**PROBLEM TO SOLVE:**
In the records, each line holding "with" must be reported.

**DATA RECORDS:**

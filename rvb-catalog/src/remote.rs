//! Fetching of the remote patch manifest.

use std::fmt::Display;

use const_format::formatcp;

use crate::models::CatalogEntry;

/// The pinned release of the patch manifest. Patch semantics can change
/// between releases, so the agent always fetches a fixed version.
const CATALOG_VERSION: &str = "v2.186.0";

const CATALOG_URL: &str = formatcp!(
    "https://raw.githubusercontent.com/ReVanced/revanced-patches/{CATALOG_VERSION}/patches.json"
);

/// We separate this out into an enum as the caller degrades differently
/// depending on whether the manifest couldn't be *fetched* or couldn't be
/// *understood*: a fetch failure usually means no internet access.
#[derive(Debug)]
pub enum CatalogError {
    /// The server answered with a non-success status code.
    Status(u16),
    /// The request could not be carried out at all.
    Transport(anyhow::Error),
    /// The response body was not a valid patch manifest.
    Parse(anyhow::Error),
}

impl Display for CatalogError {
    fn fmt(&self, f: &mut std::fmt::Formatter<'_>) -> std::fmt::Result {
        match self {
            Self::Status(code) => write!(f, "Patch manifest request gave status {code}"),
            Self::Transport(e) => write!(f, "Failed to download patch manifest: {e}"),
            Self::Parse(e) => write!(f, "Failed to parse patch manifest: {e}"),
        }
    }
}

impl std::error::Error for CatalogError {}

/// Performs one GET for the pinned patch manifest and parses the body as a
/// list of [CatalogEntry]. Any status other than 200 is an error; there is no
/// retry and no caching, as the manifest is fetched once per process start.
pub fn fetch_catalog(agent: &ureq::Agent) -> Result<Vec<CatalogEntry>, CatalogError> {
    fetch_catalog_from(agent, CATALOG_URL)
}

/// As [fetch_catalog], but from an arbitrary URL. Useful for pointing the
/// agent at a locally hosted manifest during development.
pub fn fetch_catalog_from(agent: &ureq::Agent, url: &str) -> Result<Vec<CatalogEntry>, CatalogError> {
    let response = match agent.get(url).call() {
        Ok(response) => response,
        Err(ureq::Error::Status(code, _)) => return Err(CatalogError::Status(code)),
        Err(err) => return Err(CatalogError::Transport(err.into())),
    };

    let body = match response.into_string() {
        Ok(body) => body,
        Err(err) => return Err(CatalogError::Transport(err.into())),
    };

    match serde_json::from_str(&body) {
        Ok(entries) => Ok(entries),
        Err(err) => Err(CatalogError::Parse(err.into())),
    }
}
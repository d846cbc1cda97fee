//! Handles requests for the filtered patch catalog.

use anyhow::Result;
use log::info;
use rvb_catalog::catalog::Catalog;

use crate::models::response::Response;

/// Handles `GetPatches` [Requests](crate::models::request::Request).
///
/// # Returns
/// The [Response] to the request (variant `Patches`), containing the patches
/// compatible with the given package and version in catalog order.
pub(super) fn handle_get_patches(
    catalog: &Catalog,
    package_name: Option<String>,
    package_version: Option<String>,
) -> Result<Response> {
    let patches: Vec<_> = catalog
        .compatible_patches(package_name.as_deref(), package_version.as_deref())
        .collect();

    info!(
        "{} patches compatible with {}",
        patches.len(),
        package_name.as_deref().unwrap_or("any package")
    );

    Ok(Response::Patches { patches })
}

**TASK ANSWER:**
    /// The server answered with a non-success status code.
/// compatible with the given package and version in catalog order.
        "{} patches compatible with {}",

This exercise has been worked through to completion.